Hardly the morning (1am), we donned crampons and harnesses and left from Camp Muir. Lines of hikers with headlamps looked like strings of pearls headed up the mountain as we joined fellow climbers in the trek. The first two hours were tough but relatively non-technical as we crossed a few snowfields and crossed underside rockfalls. When we started traversing the switchbacks up Disappointment Cleaver, the going got tough - not only was the altitude much more impactful, but the steps were more treacherous. As we made it to the top of The Cleaver and took a much needed break, I had the sense for the first time that there was no way I wasn't going to make it to the top of the mountain.

The next few hours were spent traversing glacier fields and hiking up snowfields. We were using running belays and ladders across the ice while crossing the glaciers, and the hiking took plenty of duck walking and pressure breathing. The monotony of climbing gives way to a meditative state - just counting steps and watching your feet, looking up every once in a while to checkout the view.

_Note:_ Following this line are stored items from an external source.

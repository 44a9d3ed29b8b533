//! Sequential multi-ticker runs

use chrono::Local;
use serde::Serialize;
use std::collections::HashSet;
use std::path::{Path, PathBuf};
use tracing::{error, info, warn};

use crate::analyst::FundamentalAnalyst;
use crate::report::{TIMESTAMP_FORMAT, default_output_dir};

/// Result for one ticker of a batch
#[derive(Debug, Clone, Serialize)]
pub struct BatchOutcome {
    pub ticker: String,
    /// Report path on success, error message on failure
    pub result: Result<PathBuf, String>,
}

impl BatchOutcome {
    pub fn is_success(&self) -> bool {
        self.result.is_ok()
    }
}

/// Outcomes of a batch, in input order with repeats removed
#[derive(Debug, Clone, Default, Serialize)]
pub struct BatchSummary {
    pub outcomes: Vec<BatchOutcome>,
}

impl BatchSummary {
    pub fn successes(&self) -> impl Iterator<Item = (&str, &Path)> {
        self.outcomes.iter().filter_map(|o| match &o.result {
            Ok(path) => Some((o.ticker.as_str(), path.as_path())),
            Err(_) => None,
        })
    }

    pub fn failures(&self) -> impl Iterator<Item = (&str, &str)> {
        self.outcomes.iter().filter_map(|o| match &o.result {
            Ok(_) => None,
            Err(message) => Some((o.ticker.as_str(), message.as_str())),
        })
    }

    pub fn success_count(&self) -> usize {
        self.successes().count()
    }

    pub fn failure_count(&self) -> usize {
        self.failures().count()
    }

    /// True when there was at least one ticker and none succeeded
    pub fn all_failed(&self) -> bool {
        !self.outcomes.is_empty() && self.success_count() == 0
    }
}

/// Analyze `tickers` one after another, recording every failure and carrying on
///
/// Without `output_dir` all reports share one timestamped default directory.
/// A ticker listed more than once is analyzed once, at its first position,
/// since a second run would land on the same report path.
pub async fn run_batch(
    analyst: &FundamentalAnalyst,
    tickers: &[String],
    data_dir: &Path,
    output_dir: Option<&Path>,
) -> BatchSummary {
    let output_dir = match output_dir {
        Some(dir) => dir.to_path_buf(),
        None => default_output_dir(data_dir, &Local::now().format(TIMESTAMP_FORMAT).to_string()),
    };

    let tickers = unique_tickers(tickers);
    info!(count = tickers.len(), output_dir = %output_dir.display(), "Starting batch analysis");

    let mut summary = BatchSummary::default();
    for (idx, ticker) in tickers.iter().enumerate() {
        info!(ticker = %ticker, position = idx + 1, total = tickers.len(), "Analyzing ticker");

        let result = match analyst.analyze_and_save(ticker, data_dir, Some(&output_dir)).await {
            Ok(path) => Ok(path),
            Err(err) => {
                error!(ticker = %ticker, error = %err, "Analysis failed, continuing with next ticker");
                Err(err.to_string())
            }
        };

        summary.outcomes.push(BatchOutcome {
            ticker: (*ticker).to_string(),
            result,
        });
    }

    info!(
        succeeded = summary.success_count(),
        failed = summary.failure_count(),
        "Batch analysis finished"
    );
    summary
}

fn unique_tickers(tickers: &[String]) -> Vec<&str> {
    let mut seen = HashSet::new();
    tickers
        .iter()
        .map(|ticker| ticker.trim())
        .filter(|ticker| {
            let first = seen.insert(*ticker);
            if !first {
                warn!(ticker = %ticker, "Ticker listed more than once, skipping repeat");
            }
            first
        })
        .collect()
}

#[cfg(test)]
mod tests {
    use super::*;
    use crate::config::AnalystConfig;
    use crate::test_support::write_complete_set;
    use analyst_llm::{CompletionRequest, CompletionResponse, LLMProvider, Message, StopReason};
    use async_trait::async_trait;
    use std::sync::Arc;
    use std::sync::atomic::{AtomicUsize, Ordering};
    use tempfile::TempDir;

    /// Echoes the ticker line of the user message
    struct EchoProvider {
        calls: AtomicUsize,
    }

    #[async_trait]
    impl LLMProvider for EchoProvider {
        async fn complete(&self, request: CompletionRequest) -> analyst_llm::Result<CompletionResponse> {
            self.calls.fetch_add(1, Ordering::SeqCst);
            let ticker_line = request.messages[0]
                .text()
                .lines()
                .find(|line| line.starts_with("Company Ticker:"))
                .unwrap_or_default()
                .to_string();

            Ok(CompletionResponse {
                message: Message::assistant(format!("Analysis for {ticker_line}")),
                stop_reason: StopReason::EndTurn,
                usage: None,
            })
        }

        fn name(&self) -> &str {
            "echo"
        }
    }

    fn analyst(provider: Arc<EchoProvider>) -> FundamentalAnalyst {
        FundamentalAnalyst::new(provider, AnalystConfig::default()).unwrap()
    }

    #[tokio::test]
    async fn test_batch_continues_past_missing_ticker() {
        let data = TempDir::new().unwrap();
        write_complete_set(data.path(), "AAPL");
        write_complete_set(data.path(), "MSFT");
        let out = TempDir::new().unwrap();
        let provider = Arc::new(EchoProvider {
            calls: AtomicUsize::new(0),
        });

        let tickers = vec!["AAPL".to_string(), "ZZZZ".to_string(), "MSFT".to_string()];
        let summary = run_batch(&analyst(provider.clone()), &tickers, data.path(), Some(out.path())).await;

        let order: Vec<&str> = summary.outcomes.iter().map(|o| o.ticker.as_str()).collect();
        assert_eq!(order, ["AAPL", "ZZZZ", "MSFT"]);
        assert_eq!(summary.success_count(), 2);
        assert!(!summary.all_failed());

        let failures: Vec<_> = summary.failures().collect();
        assert_eq!(failures.len(), 1);
        assert_eq!(failures[0].0, "ZZZZ");
        assert!(failures[0].1.contains("Data not found"));

        for (ticker, path) in summary.successes() {
            assert!(path.starts_with(out.path()));
            let written = std::fs::read_to_string(path).unwrap();
            assert!(written.contains(&format!("Company Ticker: {ticker}")));
        }
        assert_eq!(provider.calls.load(Ordering::SeqCst), 2);
    }

    #[tokio::test]
    async fn test_repeated_ticker_runs_once() {
        let data = TempDir::new().unwrap();
        write_complete_set(data.path(), "AAPL");
        write_complete_set(data.path(), "MSFT");
        let out = TempDir::new().unwrap();
        let provider = Arc::new(EchoProvider {
            calls: AtomicUsize::new(0),
        });

        let tickers = vec!["AAPL".to_string(), "AAPL".to_string(), "MSFT".to_string(), " AAPL".to_string()];
        let summary = run_batch(&analyst(provider.clone()), &tickers, data.path(), Some(out.path())).await;

        let order: Vec<&str> = summary.outcomes.iter().map(|o| o.ticker.as_str()).collect();
        assert_eq!(order, ["AAPL", "MSFT"]);
        assert_eq!(summary.success_count(), 2);
        assert_eq!(provider.calls.load(Ordering::SeqCst), 2);
        assert_eq!(std::fs::read_dir(out.path()).unwrap().count(), 2);
    }

    #[tokio::test]
    async fn test_batch_all_failed() {
        let data = TempDir::new().unwrap();
        let provider = Arc::new(EchoProvider {
            calls: AtomicUsize::new(0),
        });

        let tickers = vec!["ZZZZ".to_string(), "YYYY".to_string()];
        let summary = run_batch(&analyst(provider), &tickers, data.path(), Some(data.path())).await;

        assert!(summary.all_failed());
        assert_eq!(summary.failure_count(), 2);
    }

    #[tokio::test]
    async fn test_empty_batch_is_not_a_failure() {
        let data = TempDir::new().unwrap();
        let provider = Arc::new(EchoProvider {
            calls: AtomicUsize::new(0),
        });

        let summary = run_batch(&analyst(provider), &[], data.path(), Some(data.path())).await;
        assert!(summary.outcomes.is_empty());
        assert!(!summary.all_failed());
    }
}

After a few more breaks, without any advance notice from our guide, we rounded our last corner and were no longer anticipating false summits - we crossed over the crater rim and were on top of Columbia Crest. It's a sight that few people get to see and you'd never know from the foot of the mountain that the summit looks so crater-like. After more much needed eating and drinking we took the last 500 meter hike across the crater to get to the highest point on the summit at 14,411'. I signed the guest book on the way (30 for 30 shoutout included) and marveled at the steam vents keeping parts of the summit clear of snow.

We snapped only a few pictures on the summit before it was time to head back down again. At some level the summit is a bit anti-climactic as it's only half the journey and like going to the top of any tall structure or formation, once you've seen the view, there's little more to revel in. We attached our packs (ever lighter as we drank and ate) and headed back down the mountain. While the pace was much faster and easier heading down, we were constantly reminded that most accidents happen on the descent. Losing footing from time to time and still perched on the side of a massive volcanic mountain, the descent was as harrowing as the ascent was exhausting. But a few hours later, we made it back to Muir.

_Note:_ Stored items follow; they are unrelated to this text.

//! Command-line interface for the fundamental analyst
//!
//! ```bash
//! export OPENROUTER_API_KEY="sk-or-..."
//! fundamental-analyst analyze AAPL --data-dir data/raw/20251230_100857
//! fundamental-analyst batch AAPL MSFT GOOGL --data-dir data/raw/20251230_100857 --output-dir reports
//! fundamental-analyst prompt AAPL --data-dir data/raw/20251230_100857 --max-periods 3
//! fundamental-analyst scan --data-dir data/raw/20251230_100857
//! ```

use analyst_fundamental::{
    AbsentPolicy, AnalystConfig, AnalystError, FormatOptions, FundamentalAnalyst, discover_tickers,
    load_and_format_with, load_ticker_data, run_batch,
};
use analyst_utils::LoggingConfig;
use anyhow::{Context, Result, bail};
use clap::{Args, Parser, Subcommand};
use std::path::{Path, PathBuf};
use std::time::Duration;
use tracing::info;

#[derive(Parser, Debug)]
#[command(name = "fundamental-analyst", version)]
#[command(about = "LLM fundamental analysis reports from collected ticker data", long_about = None)]
struct Cli {
    /// Debug logging for the analyst crates
    #[arg(short, long, global = true)]
    verbose: bool,

    /// Emit log records as JSON
    #[arg(long, global = true)]
    log_json: bool,

    #[command(subcommand)]
    command: Command,
}

#[derive(Subcommand, Debug)]
enum Command {
    /// Analyze one ticker and save the Markdown report
    Analyze {
        /// Ticker symbol (e.g., AAPL)
        ticker: String,

        #[command(flatten)]
        data: DataArgs,

        #[command(flatten)]
        model: ModelArgs,

        /// Report directory. Defaults to <data root>/output/<timestamp>/analyst/fundamental.
        #[arg(long)]
        output_dir: Option<PathBuf>,
    },
    /// Analyze several tickers one after another
    Batch {
        /// Ticker symbols
        #[arg(required_unless_present = "all", conflicts_with = "all")]
        tickers: Vec<String>,

        /// Analyze every ticker directory under --data-dir
        #[arg(long, default_value_t = false)]
        all: bool,

        #[command(flatten)]
        data: DataArgs,

        #[command(flatten)]
        model: ModelArgs,

        /// Directory shared by all reports
        #[arg(long)]
        output_dir: Option<PathBuf>,
    },
    /// Print the formatted data document without calling the model
    Prompt {
        /// Ticker symbol
        ticker: String,

        #[command(flatten)]
        data: DataArgs,

        #[command(flatten)]
        format: FormatArgs,
    },
    /// List ticker directories and the datasets each one holds
    Scan {
        #[command(flatten)]
        data: DataArgs,
    },
}

#[derive(Args, Debug)]
struct DataArgs {
    /// Directory holding one sub-directory per ticker
    #[arg(long)]
    data_dir: PathBuf,
}

#[derive(Args, Debug)]
struct ModelArgs {
    /// API key. Falls back to OPENROUTER_API_KEY.
    #[arg(long)]
    api_key: Option<String>,

    /// Model identifier. Falls back to OPENROUTER_MODEL.
    #[arg(long)]
    model: Option<String>,

    /// OpenAI-compatible API base URL. Falls back to OPENROUTER_API_BASE.
    #[arg(long)]
    api_base: Option<String>,

    /// Per-request timeout in seconds
    #[arg(long, default_value_t = 120)]
    timeout: u64,

    /// Completion token limit
    #[arg(long)]
    max_tokens: Option<u32>,

    /// Sampling temperature
    #[arg(long)]
    temperature: Option<f32>,

    /// Attempts per ticker, including the first
    #[arg(long)]
    max_attempts: Option<u32>,

    #[command(flatten)]
    format: FormatArgs,
}

#[derive(Args, Debug)]
struct FormatArgs {
    /// Keep sections of missing datasets with a placeholder body
    #[arg(long, default_value_t = false)]
    placeholders: bool,

    /// Keep only the N most recent periods of each financial statement
    #[arg(long, value_name = "N")]
    max_periods: Option<usize>,
}

impl FormatArgs {
    fn to_options(&self) -> FormatOptions {
        let mut options = FormatOptions::default();
        if self.placeholders {
            options = options.with_absent_policy(AbsentPolicy::Placeholder);
        }
        if let Some(periods) = self.max_periods {
            options = options.with_max_statement_periods(periods);
        }
        options
    }
}

impl ModelArgs {
    fn to_config(&self) -> Result<AnalystConfig> {
        self.to_config_with(|name| std::env::var(name).ok())
    }

    /// Flags first, then `OPENROUTER_*` for anything left unset
    fn to_config_with(&self, env: impl Fn(&str) -> Option<String>) -> Result<AnalystConfig> {
        let mut builder = AnalystConfig::builder()
            .request_timeout(Duration::from_secs(self.timeout))
            .format(self.format.to_options());

        if let Some(key) = &self.api_key {
            builder = builder.api_key(key);
        }
        if let Some(model) = &self.model {
            builder = builder.model(model);
        }
        if let Some(api_base) = &self.api_base {
            builder = builder.api_base(api_base);
        }
        if let Some(max_tokens) = self.max_tokens {
            builder = builder.max_tokens(max_tokens);
        }
        if let Some(temperature) = self.temperature {
            builder = builder.temperature(temperature);
        }
        if let Some(attempts) = self.max_attempts {
            builder = builder.max_attempts(attempts);
        }

        Ok(builder.with_env_lookup(env).build()?)
    }

    fn analyst(&self) -> Result<FundamentalAnalyst> {
        let config = self.to_config()?;
        info!(model = %config.model, api_base = %config.api_base, "Using model");
        FundamentalAnalyst::from_config(config).context("failed to set up the analyst")
    }
}

#[tokio::main]
async fn main() -> Result<()> {
    let cli = Cli::parse();

    let mut logging = LoggingConfig::default();
    if cli.verbose {
        logging = logging.verbose();
    }
    if cli.log_json {
        logging = logging.json();
    }
    analyst_utils::init_tracing_with(&logging);

    match cli.command {
        Command::Analyze {
            ticker,
            data,
            model,
            output_dir,
        } => run_analyze(&ticker, &data.data_dir, &model, output_dir.as_deref()).await,
        Command::Batch {
            tickers,
            all,
            data,
            model,
            output_dir,
        } => run_batch_command(tickers, all, &data.data_dir, &model, output_dir.as_deref()).await,
        Command::Prompt { ticker, data, format } => run_prompt(&ticker, &data.data_dir, &format),
        Command::Scan { data } => run_scan(&data.data_dir),
    }
}

async fn run_analyze(ticker: &str, data_dir: &Path, model: &ModelArgs, output_dir: Option<&Path>) -> Result<()> {
    let analyst = model.analyst()?;

    println!("Analyzing {ticker}...");
    let path = analyst
        .analyze_and_save(ticker, data_dir, output_dir)
        .await
        .with_context(|| format!("analysis of {ticker} failed"))?;

    println!("Analysis complete!");
    println!("Report: {}", path.display());
    Ok(())
}

async fn run_batch_command(
    tickers: Vec<String>,
    all: bool,
    data_dir: &Path,
    model: &ModelArgs,
    output_dir: Option<&Path>,
) -> Result<()> {
    let tickers = if all { discover_tickers(data_dir)? } else { tickers };
    if tickers.is_empty() {
        bail!("no tickers found under {}", data_dir.display());
    }

    let analyst = model.analyst()?;
    let summary = run_batch(&analyst, &tickers, data_dir, output_dir).await;

    println!("Batch analysis summary");
    println!("{}", "=".repeat(70));

    if summary.success_count() > 0 {
        println!("\nSuccessfully analyzed {} ticker(s):", summary.success_count());
        for (ticker, path) in summary.successes() {
            println!("  - {ticker}: {}", path.display());
        }
    }

    if summary.failure_count() > 0 {
        println!("\nFailed to analyze {} ticker(s):", summary.failure_count());
        for (ticker, message) in summary.failures() {
            println!("  - {ticker}: {message}");
        }
    }

    if summary.all_failed() {
        bail!("all {} ticker(s) failed", summary.failure_count());
    }
    Ok(())
}

fn run_prompt(ticker: &str, data_dir: &Path, format: &FormatArgs) -> Result<()> {
    let prompt = load_and_format_with(ticker, data_dir, &format.to_options())?;
    print!("{prompt}");
    Ok(())
}

fn run_scan(data_dir: &Path) -> Result<()> {
    let tickers = discover_tickers(data_dir)?;
    if tickers.is_empty() {
        println!("No ticker directories under {}", data_dir.display());
        return Ok(());
    }

    println!("Found {} ticker(s) under {}:", tickers.len(), data_dir.display());
    for ticker in &tickers {
        match load_ticker_data(ticker, data_dir) {
            Ok(data) => {
                println!("  {ticker}: {}/{} datasets", data.present_count(), data.datasets().len());
                for dataset in data.absent() {
                    if let Some(reason) = dataset.absence_reason() {
                        println!("      missing {}: {reason}", dataset.name());
                    }
                }
            }
            Err(AnalystError::DataNotFound { reason, .. }) => println!("  {ticker}: no data ({reason})"),
            Err(err) => println!("  {ticker}: {err}"),
        }
    }
    Ok(())
}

It was time for celebration. With a safe summit accomplishment and increasing oxygen levels, we packed up our remaining gear and headed back down to Paradise. Glissading was all the rage as we looked for ways to shave more time off the descent. Still watching our water and calorie intake, we rested a few times and joked with each other now that the stress was behind us. 

The last mile was the least enjoyable part of the whole journey. With tired legs and sore feet, walking in mountaineering boots down stairs and the paved tourist paths into Paradise was excruciating. But the feeling didn't last long as we piled into the van and headed to base camp to celebrate our accomplishment.

Looking back on the trip, I want to summit other peaks. I've caught the bug. Mont Blanc is in my sights for an unguided climb and I'm scoping some other peaks to add to the list. See you soon 31 for 31 :).